• [EXERCISE REQUIREMENTS]: Show each line of the data below in which "FaucetConfig" occurs.

• [EXERCISE MATERIAL]:
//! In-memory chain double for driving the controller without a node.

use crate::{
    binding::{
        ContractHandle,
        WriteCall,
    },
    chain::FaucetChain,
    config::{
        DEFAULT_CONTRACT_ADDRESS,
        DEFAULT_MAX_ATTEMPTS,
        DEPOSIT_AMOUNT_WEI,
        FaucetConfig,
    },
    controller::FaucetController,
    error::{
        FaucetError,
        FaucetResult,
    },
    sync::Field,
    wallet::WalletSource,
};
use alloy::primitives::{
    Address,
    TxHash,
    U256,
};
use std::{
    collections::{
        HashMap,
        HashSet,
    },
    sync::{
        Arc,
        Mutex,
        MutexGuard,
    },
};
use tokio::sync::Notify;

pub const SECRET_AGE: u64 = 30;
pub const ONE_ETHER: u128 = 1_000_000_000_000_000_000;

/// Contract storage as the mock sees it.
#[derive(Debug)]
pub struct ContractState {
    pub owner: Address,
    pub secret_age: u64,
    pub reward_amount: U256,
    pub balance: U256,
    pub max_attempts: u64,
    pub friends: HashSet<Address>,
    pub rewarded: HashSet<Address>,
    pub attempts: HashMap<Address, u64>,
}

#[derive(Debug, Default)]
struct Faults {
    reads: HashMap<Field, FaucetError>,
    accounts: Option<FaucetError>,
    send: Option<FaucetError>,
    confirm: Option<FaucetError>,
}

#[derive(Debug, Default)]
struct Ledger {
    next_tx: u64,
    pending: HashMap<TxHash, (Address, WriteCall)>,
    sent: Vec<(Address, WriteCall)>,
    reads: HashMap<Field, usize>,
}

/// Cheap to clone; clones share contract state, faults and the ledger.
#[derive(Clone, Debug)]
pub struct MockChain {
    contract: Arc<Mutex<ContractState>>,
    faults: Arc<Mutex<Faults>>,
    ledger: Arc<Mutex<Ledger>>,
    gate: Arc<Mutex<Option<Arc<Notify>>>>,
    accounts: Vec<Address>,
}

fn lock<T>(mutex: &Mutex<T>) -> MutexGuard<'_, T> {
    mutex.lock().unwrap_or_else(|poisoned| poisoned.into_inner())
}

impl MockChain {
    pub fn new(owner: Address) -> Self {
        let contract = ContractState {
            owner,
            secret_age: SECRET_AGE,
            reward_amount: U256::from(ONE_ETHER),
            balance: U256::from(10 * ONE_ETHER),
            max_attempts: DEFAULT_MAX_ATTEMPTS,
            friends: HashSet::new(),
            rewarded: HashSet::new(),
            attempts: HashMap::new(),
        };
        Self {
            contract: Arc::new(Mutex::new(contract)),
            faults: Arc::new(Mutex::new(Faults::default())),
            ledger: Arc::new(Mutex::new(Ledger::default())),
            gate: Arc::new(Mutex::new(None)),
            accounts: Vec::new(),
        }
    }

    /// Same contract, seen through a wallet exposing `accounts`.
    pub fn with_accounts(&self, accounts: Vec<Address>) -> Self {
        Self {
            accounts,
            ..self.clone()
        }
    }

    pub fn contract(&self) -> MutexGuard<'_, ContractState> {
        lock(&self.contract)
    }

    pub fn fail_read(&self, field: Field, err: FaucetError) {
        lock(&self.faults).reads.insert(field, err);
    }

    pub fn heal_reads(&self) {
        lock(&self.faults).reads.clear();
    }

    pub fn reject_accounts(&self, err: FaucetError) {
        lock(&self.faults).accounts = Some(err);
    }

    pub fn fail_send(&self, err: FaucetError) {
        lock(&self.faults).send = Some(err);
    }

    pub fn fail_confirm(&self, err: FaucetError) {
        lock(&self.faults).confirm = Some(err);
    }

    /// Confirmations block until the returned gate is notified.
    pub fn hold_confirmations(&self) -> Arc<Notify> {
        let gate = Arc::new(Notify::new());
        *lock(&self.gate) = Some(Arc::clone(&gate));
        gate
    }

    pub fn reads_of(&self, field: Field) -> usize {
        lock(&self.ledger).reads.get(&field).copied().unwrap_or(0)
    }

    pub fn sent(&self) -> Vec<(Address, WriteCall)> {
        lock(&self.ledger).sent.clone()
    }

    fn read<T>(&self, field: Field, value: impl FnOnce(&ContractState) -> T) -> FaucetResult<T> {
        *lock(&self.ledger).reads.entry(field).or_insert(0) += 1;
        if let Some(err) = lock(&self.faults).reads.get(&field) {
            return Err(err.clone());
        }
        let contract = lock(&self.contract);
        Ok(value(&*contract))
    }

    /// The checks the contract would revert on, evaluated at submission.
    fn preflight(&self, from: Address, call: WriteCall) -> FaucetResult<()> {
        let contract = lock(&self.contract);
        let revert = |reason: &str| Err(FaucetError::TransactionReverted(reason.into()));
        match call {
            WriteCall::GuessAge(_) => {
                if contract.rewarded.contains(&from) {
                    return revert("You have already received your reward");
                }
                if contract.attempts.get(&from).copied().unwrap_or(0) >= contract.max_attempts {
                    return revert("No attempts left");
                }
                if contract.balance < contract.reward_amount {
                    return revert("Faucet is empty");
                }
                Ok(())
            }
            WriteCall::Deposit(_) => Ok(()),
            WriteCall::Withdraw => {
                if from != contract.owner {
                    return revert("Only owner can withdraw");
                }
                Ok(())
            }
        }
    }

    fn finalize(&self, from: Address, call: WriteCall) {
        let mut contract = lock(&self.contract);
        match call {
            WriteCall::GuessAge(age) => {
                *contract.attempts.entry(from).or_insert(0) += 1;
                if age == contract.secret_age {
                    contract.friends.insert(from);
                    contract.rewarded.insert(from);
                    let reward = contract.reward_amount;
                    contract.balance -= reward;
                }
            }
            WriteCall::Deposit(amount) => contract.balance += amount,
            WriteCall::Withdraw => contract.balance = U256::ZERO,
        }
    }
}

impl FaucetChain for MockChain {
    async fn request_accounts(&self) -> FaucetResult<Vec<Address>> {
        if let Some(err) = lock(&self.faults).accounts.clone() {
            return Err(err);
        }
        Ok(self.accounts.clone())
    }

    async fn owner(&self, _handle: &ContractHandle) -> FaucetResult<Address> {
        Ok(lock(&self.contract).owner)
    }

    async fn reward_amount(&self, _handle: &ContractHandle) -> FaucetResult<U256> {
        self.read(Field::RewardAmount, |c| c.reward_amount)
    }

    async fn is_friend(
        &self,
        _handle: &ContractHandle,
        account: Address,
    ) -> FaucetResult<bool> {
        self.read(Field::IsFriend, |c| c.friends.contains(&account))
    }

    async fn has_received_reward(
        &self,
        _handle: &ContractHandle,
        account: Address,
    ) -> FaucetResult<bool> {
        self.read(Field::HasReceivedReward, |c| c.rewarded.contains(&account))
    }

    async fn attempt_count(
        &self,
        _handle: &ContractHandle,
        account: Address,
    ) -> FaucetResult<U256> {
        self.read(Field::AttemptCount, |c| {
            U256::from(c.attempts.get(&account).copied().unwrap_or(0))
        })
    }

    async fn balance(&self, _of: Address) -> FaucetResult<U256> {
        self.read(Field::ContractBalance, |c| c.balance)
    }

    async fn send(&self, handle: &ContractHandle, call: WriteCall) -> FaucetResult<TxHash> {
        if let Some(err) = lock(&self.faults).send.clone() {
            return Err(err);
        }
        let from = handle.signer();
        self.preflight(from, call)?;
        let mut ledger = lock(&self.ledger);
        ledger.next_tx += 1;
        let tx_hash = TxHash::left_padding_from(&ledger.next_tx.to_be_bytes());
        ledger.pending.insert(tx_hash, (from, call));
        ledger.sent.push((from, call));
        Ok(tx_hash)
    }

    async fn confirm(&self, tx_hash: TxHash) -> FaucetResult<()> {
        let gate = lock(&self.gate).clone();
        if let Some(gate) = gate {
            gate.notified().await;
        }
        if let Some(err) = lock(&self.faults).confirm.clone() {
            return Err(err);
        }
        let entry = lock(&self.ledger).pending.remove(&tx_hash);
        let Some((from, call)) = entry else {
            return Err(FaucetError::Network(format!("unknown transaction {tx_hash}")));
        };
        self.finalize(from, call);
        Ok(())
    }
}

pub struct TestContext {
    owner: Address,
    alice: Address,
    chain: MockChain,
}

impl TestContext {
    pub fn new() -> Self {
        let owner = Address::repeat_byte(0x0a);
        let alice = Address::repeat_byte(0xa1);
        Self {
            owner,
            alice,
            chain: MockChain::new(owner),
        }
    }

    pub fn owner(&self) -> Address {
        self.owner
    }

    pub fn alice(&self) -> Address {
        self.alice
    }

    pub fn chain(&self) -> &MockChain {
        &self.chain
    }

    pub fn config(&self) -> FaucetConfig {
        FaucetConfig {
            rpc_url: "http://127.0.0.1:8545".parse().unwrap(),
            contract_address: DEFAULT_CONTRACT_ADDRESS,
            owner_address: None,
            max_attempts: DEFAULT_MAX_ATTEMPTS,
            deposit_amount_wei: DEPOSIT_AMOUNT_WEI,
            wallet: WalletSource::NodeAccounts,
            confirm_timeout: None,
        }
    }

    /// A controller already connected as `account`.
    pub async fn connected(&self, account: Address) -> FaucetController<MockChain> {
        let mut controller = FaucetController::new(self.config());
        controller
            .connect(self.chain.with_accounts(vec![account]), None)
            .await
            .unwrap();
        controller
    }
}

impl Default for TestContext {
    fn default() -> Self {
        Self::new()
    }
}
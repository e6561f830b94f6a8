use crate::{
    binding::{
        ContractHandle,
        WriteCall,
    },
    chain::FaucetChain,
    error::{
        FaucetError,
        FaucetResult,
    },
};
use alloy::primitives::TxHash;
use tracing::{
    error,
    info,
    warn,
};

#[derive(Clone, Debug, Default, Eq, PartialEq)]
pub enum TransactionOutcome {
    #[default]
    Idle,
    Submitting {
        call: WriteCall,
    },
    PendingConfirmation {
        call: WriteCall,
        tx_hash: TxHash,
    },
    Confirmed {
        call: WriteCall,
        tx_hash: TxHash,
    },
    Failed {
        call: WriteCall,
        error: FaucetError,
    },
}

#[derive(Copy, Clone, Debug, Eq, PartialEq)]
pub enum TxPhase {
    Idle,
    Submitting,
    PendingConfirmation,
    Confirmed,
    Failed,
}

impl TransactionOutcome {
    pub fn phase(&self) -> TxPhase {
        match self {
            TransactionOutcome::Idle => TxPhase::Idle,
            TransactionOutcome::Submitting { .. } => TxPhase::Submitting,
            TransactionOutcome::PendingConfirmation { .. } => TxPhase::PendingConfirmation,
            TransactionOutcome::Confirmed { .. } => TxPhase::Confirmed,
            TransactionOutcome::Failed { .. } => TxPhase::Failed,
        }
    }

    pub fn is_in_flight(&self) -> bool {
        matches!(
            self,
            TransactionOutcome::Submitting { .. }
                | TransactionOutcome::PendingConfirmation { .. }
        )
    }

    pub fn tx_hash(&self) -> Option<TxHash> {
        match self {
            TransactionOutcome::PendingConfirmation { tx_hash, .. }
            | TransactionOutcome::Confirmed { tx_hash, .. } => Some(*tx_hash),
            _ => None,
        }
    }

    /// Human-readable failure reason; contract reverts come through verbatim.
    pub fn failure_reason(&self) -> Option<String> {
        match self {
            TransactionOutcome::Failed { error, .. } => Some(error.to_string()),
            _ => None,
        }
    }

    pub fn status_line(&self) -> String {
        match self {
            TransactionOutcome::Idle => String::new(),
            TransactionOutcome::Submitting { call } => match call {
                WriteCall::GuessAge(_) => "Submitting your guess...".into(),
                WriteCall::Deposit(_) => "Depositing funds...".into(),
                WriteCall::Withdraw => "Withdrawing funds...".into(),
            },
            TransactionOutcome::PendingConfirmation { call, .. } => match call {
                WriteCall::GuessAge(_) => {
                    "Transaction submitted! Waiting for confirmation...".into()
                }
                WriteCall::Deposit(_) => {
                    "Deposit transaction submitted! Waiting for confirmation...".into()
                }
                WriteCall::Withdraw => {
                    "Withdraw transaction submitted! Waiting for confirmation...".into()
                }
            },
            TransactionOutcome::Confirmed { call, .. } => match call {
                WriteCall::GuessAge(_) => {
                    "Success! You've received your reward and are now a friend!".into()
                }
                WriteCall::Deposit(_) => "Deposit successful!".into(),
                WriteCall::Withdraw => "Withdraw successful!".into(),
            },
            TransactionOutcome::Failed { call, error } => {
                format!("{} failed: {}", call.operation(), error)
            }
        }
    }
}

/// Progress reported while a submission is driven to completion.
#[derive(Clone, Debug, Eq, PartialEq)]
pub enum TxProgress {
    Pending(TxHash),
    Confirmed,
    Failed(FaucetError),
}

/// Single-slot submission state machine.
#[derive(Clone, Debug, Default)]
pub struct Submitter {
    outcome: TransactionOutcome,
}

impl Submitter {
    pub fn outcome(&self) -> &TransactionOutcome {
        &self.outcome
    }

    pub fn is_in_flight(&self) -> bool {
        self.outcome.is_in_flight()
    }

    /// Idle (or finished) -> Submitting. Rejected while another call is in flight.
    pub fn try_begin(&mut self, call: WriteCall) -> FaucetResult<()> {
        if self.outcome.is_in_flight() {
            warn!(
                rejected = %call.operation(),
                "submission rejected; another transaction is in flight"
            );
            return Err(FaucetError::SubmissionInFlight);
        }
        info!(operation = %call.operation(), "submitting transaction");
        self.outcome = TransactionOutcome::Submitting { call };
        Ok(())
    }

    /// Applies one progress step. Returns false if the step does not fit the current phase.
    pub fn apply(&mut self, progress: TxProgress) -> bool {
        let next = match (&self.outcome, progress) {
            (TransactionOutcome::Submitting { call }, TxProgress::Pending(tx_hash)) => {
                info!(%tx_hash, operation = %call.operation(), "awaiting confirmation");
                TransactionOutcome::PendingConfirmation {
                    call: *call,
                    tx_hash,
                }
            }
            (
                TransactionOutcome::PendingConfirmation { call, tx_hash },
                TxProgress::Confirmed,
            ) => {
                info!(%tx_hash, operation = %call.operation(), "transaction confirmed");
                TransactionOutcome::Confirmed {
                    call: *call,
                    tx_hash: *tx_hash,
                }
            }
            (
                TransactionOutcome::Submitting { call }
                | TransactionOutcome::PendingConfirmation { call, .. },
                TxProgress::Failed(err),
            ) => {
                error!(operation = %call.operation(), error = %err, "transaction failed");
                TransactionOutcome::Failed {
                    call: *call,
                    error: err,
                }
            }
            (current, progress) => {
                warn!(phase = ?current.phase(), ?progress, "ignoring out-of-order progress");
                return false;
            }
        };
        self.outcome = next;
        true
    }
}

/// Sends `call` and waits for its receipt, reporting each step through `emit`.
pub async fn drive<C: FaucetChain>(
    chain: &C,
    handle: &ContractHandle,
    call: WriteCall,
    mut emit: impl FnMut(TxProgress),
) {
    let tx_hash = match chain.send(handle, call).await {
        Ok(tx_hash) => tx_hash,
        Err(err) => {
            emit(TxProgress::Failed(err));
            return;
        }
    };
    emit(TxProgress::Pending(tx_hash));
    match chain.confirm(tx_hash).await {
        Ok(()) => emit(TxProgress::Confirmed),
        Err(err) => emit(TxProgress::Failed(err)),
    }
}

• [WORKED SOLUTION]:
        FaucetConfig,
    pub fn config(&self) -> FaucetConfig {
        FaucetConfig {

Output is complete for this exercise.